Work to complete: Lines from the records below that contain the word "Unknown" are to be copied out.

Saved entries
*****

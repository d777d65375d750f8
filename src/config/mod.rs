// file: src/config/mod.rs
// version: 2.1.0
// guid: 3e9a1f7c-5b2d-4c8e-a061-7d4f2b9c1e53

//! Configuration for hammer-dispatch
//!
//! Settings are read from TOML with `${VAR}` expansion and then overridden by
//! `HAMMER_DISPATCH_<SECTION>_<OPTION>` environment variables. See [`loader`].

pub mod loader;

pub use loader::ConfigLoader;

use crate::error::{DispatchError, Result};
use serde::{Deserialize, Serialize};

/// Top-level settings
#[derive(Debug, Clone, Default, PartialEq, Serialize, Deserialize)]
#[serde(default)]
pub struct Config {
    pub server: ServerConfig,
    pub hammer: HammerConfig,
    pub execution: ExecutionConfig,
}

/// Server under test
#[derive(Debug, Clone, PartialEq, Serialize, Deserialize)]
#[serde(default)]
pub struct ServerConfig {
    pub hostname: Option<String>,
    pub port: Option<u16>,
    pub scheme: String,
    pub admin_username: String,
    pub admin_password: String,
    pub ssh_username: String,
    pub ssh_key: Option<String>,
    pub ssh_port: Option<u16>,
}

/// Front-end arguments placed ahead of every hammer command line
#[derive(Debug, Clone, PartialEq, Serialize, Deserialize)]
#[serde(default)]
pub struct HammerConfig {
    pub binary: String,
    pub verbose: bool,
    pub output: Option<OutputFormat>,
    pub locale: Option<String>,
}

/// Output formats understood by `hammer --output`
#[derive(Debug, Clone, Copy, PartialEq, Eq, Serialize, Deserialize)]
#[serde(rename_all = "lowercase")]
pub enum OutputFormat {
    Base,
    Table,
    Csv,
    Json,
    Yaml,
}

impl OutputFormat {
    pub fn as_str(&self) -> &'static str {
        match self {
            OutputFormat::Base => "base",
            OutputFormat::Table => "table",
            OutputFormat::Csv => "csv",
            OutputFormat::Json => "json",
            OutputFormat::Yaml => "yaml",
        }
    }
}

impl std::str::FromStr for OutputFormat {
    type Err = DispatchError;

    fn from_str(s: &str) -> std::result::Result<Self, Self::Err> {
        match s.to_ascii_lowercase().as_str() {
            "base" => Ok(OutputFormat::Base),
            "table" => Ok(OutputFormat::Table),
            "csv" => Ok(OutputFormat::Csv),
            "json" => Ok(OutputFormat::Json),
            "yaml" => Ok(OutputFormat::Yaml),
            other => Err(DispatchError::config(format!(
                "Unknown hammer output format: {}",
                other
            ))),
        }
    }
}

/// How the hammer process is reached
#[derive(Debug, Clone, PartialEq, Serialize, Deserialize)]
#[serde(default)]
pub struct ExecutionConfig {
    pub mode: ExecutionMode,
    pub timeout_seconds: Option<u64>,
    pub dry_run: bool,
}

#[derive(Debug, Clone, Copy, PartialEq, Eq, Default, Serialize, Deserialize)]
#[serde(rename_all = "lowercase")]
pub enum ExecutionMode {
    /// Spawn hammer on this machine
    #[default]
    Local,
    /// Run hammer on the server host through the system ssh client
    Ssh,
}

impl std::str::FromStr for ExecutionMode {
    type Err = DispatchError;

    fn from_str(s: &str) -> std::result::Result<Self, Self::Err> {
        match s.to_ascii_lowercase().as_str() {
            "local" => Ok(ExecutionMode::Local),
            "ssh" => Ok(ExecutionMode::Ssh),
            other => Err(DispatchError::config(format!(
                "Unknown execution mode: {}",
                other
            ))),
        }
    }
}

impl Default for ServerConfig {
    fn default() -> Self {
        Self {
            hostname: None,
            port: None,
            scheme: "https".to_string(),
            admin_username: "admin".to_string(),
            admin_password: "changeme".to_string(),
            ssh_username: "root".to_string(),
            ssh_key: None,
            ssh_port: None,
        }
    }
}

impl Default for HammerConfig {
    fn default() -> Self {
        Self {
            binary: "hammer".to_string(),
            verbose: true,
            output: Some(OutputFormat::Csv),
            locale: Some("en_US.UTF-8".to_string()),
        }
    }
}

impl Default for ExecutionConfig {
    fn default() -> Self {
        Self {
            mode: ExecutionMode::Local,
            timeout_seconds: None,
            dry_run: false,
        }
    }
}

impl ServerConfig {
    /// Base URL of the deployment: `scheme://hostname[:port]`
    pub fn url(&self) -> Result<String> {
        let hostname = self
            .hostname()
            .ok_or_else(|| DispatchError::config("[server] hostname must be provided."))?;
        let scheme = if self.scheme.is_empty() {
            "https"
        } else {
            self.scheme.as_str()
        };

        // port 0 means unset
        Ok(match self.port.filter(|port| *port != 0) {
            Some(port) => format!("{}://{}:{}", scheme, hostname, port),
            None => format!("{}://{}", scheme, hostname),
        })
    }

    /// Configured hostname, treating a blank value as missing
    pub fn hostname(&self) -> Option<&str> {
        self.hostname.as_deref().filter(|host| !host.trim().is_empty())
    }

    /// Admin credentials used for hammer authentication
    pub fn credentials(&self) -> (&str, &str) {
        (&self.admin_username, &self.admin_password)
    }
}

impl Config {
    /// Collect every configuration problem instead of stopping at the first
    pub fn validation_errors(&self) -> Vec<String> {
        let mut errors = Vec::new();

        if self.hammer.binary.trim().is_empty() {
            errors.push("[hammer] binary must not be empty.".to_string());
        }

        if !matches!(self.server.scheme.as_str(), "http" | "https") {
            errors.push(format!(
                "[server] scheme must be http or https, got '{}'.",
                self.server.scheme
            ));
        }

        if self.execution.timeout_seconds == Some(0) {
            errors.push("[execution] timeout_seconds must be greater than zero.".to_string());
        }

        if self.execution.mode == ExecutionMode::Ssh {
            if self.server.hostname().is_none() {
                errors.push("[server] hostname must be provided for ssh execution.".to_string());
            }
            if self.server.ssh_username.trim().is_empty() {
                errors.push("[server] ssh_username must not be empty.".to_string());
            }
        }

        errors
    }

    /// Fail with every problem found, if any
    pub fn validate(&self) -> Result<()> {
        let errors = self.validation_errors();
        if errors.is_empty() {
            Ok(())
        } else {
            Err(DispatchError::Validation(errors))
        }
    }
}
// file: src/dispatch/options.rs
// version: 1.0.0
// guid: 1d3f5b7a-9e0c-4b2d-8f4a-6c8e0a2b4d6f

//! Ordered `--key=value` option sets

/// Value of one option
#[derive(Debug, Clone, PartialEq, Eq)]
pub enum OptionValue {
    /// `true` renders a bare `--key`, `false` omits the option
    Flag(bool),
    Text(String),
    /// Rendered comma-separated
    List(Vec<String>),
}

impl From<bool> for OptionValue {
    fn from(value: bool) -> Self {
        OptionValue::Flag(value)
    }
}

impl From<&str> for OptionValue {
    fn from(value: &str) -> Self {
        OptionValue::Text(value.to_string())
    }
}

impl From<String> for OptionValue {
    fn from(value: String) -> Self {
        OptionValue::Text(value)
    }
}

impl From<Vec<String>> for OptionValue {
    fn from(value: Vec<String>) -> Self {
        OptionValue::List(value)
    }
}

impl From<Vec<&str>> for OptionValue {
    fn from(value: Vec<&str>) -> Self {
        OptionValue::List(value.into_iter().map(str::to_string).collect())
    }
}

macro_rules! numeric_option_value {
    ($($t:ty),*) => {
        $(impl From<$t> for OptionValue {
            fn from(value: $t) -> Self {
                OptionValue::Text(value.to_string())
            }
        })*
    };
}

numeric_option_value!(i32, i64, u16, u32, u64, usize);

/// Options in insertion order; setting a key again replaces it in place
#[derive(Debug, Clone, Default, PartialEq, Eq)]
pub struct Options {
    entries: Vec<(String, Option<OptionValue>)>,
}

impl Options {
    pub fn new() -> Self {
        Self::default()
    }

    pub fn set(&mut self, key: impl Into<String>, value: impl Into<OptionValue>) -> &mut Self {
        self.put(key.into(), Some(value.into()));
        self
    }

    /// `None` keeps the key but renders nothing
    pub fn set_opt<V: Into<OptionValue>>(
        &mut self,
        key: impl Into<String>,
        value: Option<V>,
    ) -> &mut Self {
        self.put(key.into(), value.map(Into::into));
        self
    }

    pub fn get(&self, key: &str) -> Option<&OptionValue> {
        self.entries
            .iter()
            .find(|(k, _)| k == key)
            .and_then(|(_, v)| v.as_ref())
    }

    pub fn is_empty(&self) -> bool {
        self.entries.is_empty()
    }

    fn put(&mut self, key: String, value: Option<OptionValue>) {
        match self.entries.iter_mut().find(|(k, _)| *k == key) {
            Some(entry) => entry.1 = value,
            None => self.entries.push((key, value)),
        }
    }

    /// Argument tokens in insertion order
    pub fn to_args(&self) -> Vec<String> {
        self.entries
            .iter()
            .filter_map(|(key, value)| match value {
                None | Some(OptionValue::Flag(false)) => None,
                Some(OptionValue::Flag(true)) => Some(format!("--{}", key)),
                Some(OptionValue::Text(text)) => Some(format!("--{}={}", key, text)),
                Some(OptionValue::List(items)) => Some(format!("--{}={}", key, items.join(","))),
            })
            .collect()
    }
}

*****

Exercise solution:
                "Unknown hammer output format: {}",
                "Unknown execution mode: {}",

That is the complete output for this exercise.